Only the lines of the data holding the string "keep" need to be returned.

--- Source material Enclosed Below ---

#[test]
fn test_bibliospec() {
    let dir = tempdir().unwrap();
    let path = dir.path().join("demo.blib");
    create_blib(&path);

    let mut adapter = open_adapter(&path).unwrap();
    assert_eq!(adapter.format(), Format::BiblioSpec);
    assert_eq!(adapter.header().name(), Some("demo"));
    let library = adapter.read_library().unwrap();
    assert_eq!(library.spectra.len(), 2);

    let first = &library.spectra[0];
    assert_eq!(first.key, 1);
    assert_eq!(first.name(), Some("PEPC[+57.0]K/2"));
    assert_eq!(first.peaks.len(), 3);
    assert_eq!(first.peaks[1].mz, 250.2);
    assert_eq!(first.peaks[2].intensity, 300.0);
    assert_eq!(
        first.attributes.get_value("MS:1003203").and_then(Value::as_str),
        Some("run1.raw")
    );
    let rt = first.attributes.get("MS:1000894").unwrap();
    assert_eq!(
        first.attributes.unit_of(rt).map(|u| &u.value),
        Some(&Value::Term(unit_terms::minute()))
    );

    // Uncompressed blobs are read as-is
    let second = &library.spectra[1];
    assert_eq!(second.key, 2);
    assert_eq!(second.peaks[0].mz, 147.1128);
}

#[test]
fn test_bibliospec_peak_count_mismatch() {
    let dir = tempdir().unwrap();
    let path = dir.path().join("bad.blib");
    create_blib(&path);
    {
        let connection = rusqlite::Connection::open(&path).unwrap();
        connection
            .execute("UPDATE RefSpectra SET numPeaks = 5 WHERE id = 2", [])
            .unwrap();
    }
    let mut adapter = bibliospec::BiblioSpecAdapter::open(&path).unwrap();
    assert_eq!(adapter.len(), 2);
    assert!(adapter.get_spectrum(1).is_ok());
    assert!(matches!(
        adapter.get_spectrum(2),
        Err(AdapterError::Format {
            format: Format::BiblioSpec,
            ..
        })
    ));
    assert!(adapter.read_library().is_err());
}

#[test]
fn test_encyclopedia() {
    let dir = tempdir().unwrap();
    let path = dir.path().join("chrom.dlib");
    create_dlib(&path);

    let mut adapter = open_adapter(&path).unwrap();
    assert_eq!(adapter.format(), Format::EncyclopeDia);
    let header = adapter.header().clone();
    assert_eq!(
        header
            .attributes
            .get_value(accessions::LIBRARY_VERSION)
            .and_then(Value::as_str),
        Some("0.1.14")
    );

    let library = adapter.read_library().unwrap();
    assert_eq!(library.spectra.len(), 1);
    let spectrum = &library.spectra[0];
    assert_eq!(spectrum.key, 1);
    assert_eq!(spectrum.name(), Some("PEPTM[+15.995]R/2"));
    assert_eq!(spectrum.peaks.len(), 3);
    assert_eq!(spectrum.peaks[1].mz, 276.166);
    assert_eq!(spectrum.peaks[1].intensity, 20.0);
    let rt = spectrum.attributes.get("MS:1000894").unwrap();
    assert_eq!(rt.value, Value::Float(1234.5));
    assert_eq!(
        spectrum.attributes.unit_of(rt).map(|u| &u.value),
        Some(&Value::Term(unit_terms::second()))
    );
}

--- End of Enclosed Source material ---
--- Source material Enclosed Below ---

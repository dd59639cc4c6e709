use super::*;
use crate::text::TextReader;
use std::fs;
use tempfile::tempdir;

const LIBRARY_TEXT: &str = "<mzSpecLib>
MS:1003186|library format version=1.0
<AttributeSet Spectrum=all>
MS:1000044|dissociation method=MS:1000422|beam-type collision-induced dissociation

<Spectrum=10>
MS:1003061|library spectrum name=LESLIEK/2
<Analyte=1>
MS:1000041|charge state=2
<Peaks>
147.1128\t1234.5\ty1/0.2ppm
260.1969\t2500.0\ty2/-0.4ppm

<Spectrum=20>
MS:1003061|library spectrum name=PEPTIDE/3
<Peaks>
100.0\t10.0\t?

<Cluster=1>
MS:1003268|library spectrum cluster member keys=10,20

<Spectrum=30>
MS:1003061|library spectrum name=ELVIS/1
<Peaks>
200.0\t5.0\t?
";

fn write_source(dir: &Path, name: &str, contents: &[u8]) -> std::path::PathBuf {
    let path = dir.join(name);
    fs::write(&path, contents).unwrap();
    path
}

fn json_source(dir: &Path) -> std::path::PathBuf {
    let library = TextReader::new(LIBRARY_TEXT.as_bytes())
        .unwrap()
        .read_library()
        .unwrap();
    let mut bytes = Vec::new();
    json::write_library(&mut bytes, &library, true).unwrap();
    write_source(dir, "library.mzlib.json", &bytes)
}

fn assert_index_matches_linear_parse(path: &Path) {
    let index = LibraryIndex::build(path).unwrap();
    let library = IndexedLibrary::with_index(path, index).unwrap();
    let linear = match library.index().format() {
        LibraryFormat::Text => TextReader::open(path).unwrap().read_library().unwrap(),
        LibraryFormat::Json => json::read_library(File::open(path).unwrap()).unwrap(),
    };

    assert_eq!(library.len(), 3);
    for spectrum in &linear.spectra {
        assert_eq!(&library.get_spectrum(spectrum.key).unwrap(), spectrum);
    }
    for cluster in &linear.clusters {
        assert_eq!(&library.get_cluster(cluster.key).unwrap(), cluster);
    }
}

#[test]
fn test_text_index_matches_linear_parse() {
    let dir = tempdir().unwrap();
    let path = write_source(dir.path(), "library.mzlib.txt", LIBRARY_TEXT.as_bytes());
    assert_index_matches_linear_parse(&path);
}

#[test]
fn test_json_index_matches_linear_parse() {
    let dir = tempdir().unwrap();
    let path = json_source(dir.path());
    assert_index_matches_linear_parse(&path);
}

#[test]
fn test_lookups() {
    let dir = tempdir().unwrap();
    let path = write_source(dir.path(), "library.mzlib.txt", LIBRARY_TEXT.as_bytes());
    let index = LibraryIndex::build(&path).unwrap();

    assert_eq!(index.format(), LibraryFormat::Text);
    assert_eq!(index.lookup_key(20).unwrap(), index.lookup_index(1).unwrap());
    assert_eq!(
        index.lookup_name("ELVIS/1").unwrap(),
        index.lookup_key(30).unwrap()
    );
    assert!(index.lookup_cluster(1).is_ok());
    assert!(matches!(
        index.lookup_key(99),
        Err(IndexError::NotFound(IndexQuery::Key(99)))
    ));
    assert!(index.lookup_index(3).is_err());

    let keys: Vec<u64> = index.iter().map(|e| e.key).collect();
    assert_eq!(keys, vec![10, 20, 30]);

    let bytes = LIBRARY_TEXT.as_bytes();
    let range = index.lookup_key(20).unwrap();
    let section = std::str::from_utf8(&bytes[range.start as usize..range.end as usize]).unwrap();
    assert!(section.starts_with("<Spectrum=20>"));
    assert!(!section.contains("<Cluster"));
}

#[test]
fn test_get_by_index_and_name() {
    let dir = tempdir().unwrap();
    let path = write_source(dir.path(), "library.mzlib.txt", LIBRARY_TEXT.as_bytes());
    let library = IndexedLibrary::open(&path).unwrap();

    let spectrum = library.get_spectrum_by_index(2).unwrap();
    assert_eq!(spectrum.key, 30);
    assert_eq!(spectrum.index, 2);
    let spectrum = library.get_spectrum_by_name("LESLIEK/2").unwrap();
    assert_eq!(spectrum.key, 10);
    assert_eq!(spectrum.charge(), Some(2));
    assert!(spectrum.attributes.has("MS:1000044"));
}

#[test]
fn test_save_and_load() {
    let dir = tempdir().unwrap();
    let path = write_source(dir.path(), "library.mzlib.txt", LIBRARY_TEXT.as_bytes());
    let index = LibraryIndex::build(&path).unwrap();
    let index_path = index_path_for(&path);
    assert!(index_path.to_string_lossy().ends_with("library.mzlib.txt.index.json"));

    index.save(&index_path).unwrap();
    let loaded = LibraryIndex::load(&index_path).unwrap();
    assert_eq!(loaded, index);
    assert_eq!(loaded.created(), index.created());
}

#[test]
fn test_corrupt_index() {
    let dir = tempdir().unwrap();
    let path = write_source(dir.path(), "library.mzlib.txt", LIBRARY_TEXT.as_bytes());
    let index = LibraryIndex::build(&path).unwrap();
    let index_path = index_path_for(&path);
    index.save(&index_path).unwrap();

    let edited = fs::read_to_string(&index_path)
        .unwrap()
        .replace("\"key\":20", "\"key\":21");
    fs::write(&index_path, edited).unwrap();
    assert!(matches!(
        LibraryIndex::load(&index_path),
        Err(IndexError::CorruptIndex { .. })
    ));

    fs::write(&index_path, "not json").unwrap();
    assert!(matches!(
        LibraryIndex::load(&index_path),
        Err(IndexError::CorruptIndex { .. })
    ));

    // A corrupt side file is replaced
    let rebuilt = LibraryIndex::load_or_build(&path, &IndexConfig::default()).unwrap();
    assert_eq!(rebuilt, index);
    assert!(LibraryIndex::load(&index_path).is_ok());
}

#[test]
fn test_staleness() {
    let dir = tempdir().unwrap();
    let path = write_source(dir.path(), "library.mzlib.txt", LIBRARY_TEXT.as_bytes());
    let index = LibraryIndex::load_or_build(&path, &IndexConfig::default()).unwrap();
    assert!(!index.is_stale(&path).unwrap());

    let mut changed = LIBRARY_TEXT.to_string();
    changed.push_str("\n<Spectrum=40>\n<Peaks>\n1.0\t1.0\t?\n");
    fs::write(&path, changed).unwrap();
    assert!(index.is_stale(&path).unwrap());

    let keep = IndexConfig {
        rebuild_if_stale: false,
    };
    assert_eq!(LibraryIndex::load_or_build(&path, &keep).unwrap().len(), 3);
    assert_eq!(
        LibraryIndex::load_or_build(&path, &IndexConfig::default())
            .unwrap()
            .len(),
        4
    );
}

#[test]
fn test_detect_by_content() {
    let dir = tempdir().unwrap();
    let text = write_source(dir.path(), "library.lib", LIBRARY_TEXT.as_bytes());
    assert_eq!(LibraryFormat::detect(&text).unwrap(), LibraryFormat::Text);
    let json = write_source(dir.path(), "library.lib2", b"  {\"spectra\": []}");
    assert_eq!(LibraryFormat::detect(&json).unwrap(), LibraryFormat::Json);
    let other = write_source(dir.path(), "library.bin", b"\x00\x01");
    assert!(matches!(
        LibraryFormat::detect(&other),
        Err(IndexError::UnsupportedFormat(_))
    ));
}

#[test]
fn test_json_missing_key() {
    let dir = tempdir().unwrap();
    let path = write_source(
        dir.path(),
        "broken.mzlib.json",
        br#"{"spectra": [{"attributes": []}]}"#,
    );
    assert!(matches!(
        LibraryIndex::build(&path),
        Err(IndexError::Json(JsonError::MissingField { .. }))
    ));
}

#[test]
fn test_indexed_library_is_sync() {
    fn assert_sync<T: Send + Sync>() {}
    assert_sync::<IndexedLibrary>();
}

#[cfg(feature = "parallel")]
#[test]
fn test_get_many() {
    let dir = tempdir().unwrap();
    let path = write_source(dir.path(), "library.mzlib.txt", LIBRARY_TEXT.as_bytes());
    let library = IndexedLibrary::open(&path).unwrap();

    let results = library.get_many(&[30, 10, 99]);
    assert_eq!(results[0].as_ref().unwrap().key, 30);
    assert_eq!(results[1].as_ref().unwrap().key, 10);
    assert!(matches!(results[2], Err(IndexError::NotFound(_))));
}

--- End of Enclosed Source material ---

● **Response**
    let keep = IndexConfig {
    assert_eq!(LibraryIndex::load_or_build(&path, &keep).unwrap().len(), 3);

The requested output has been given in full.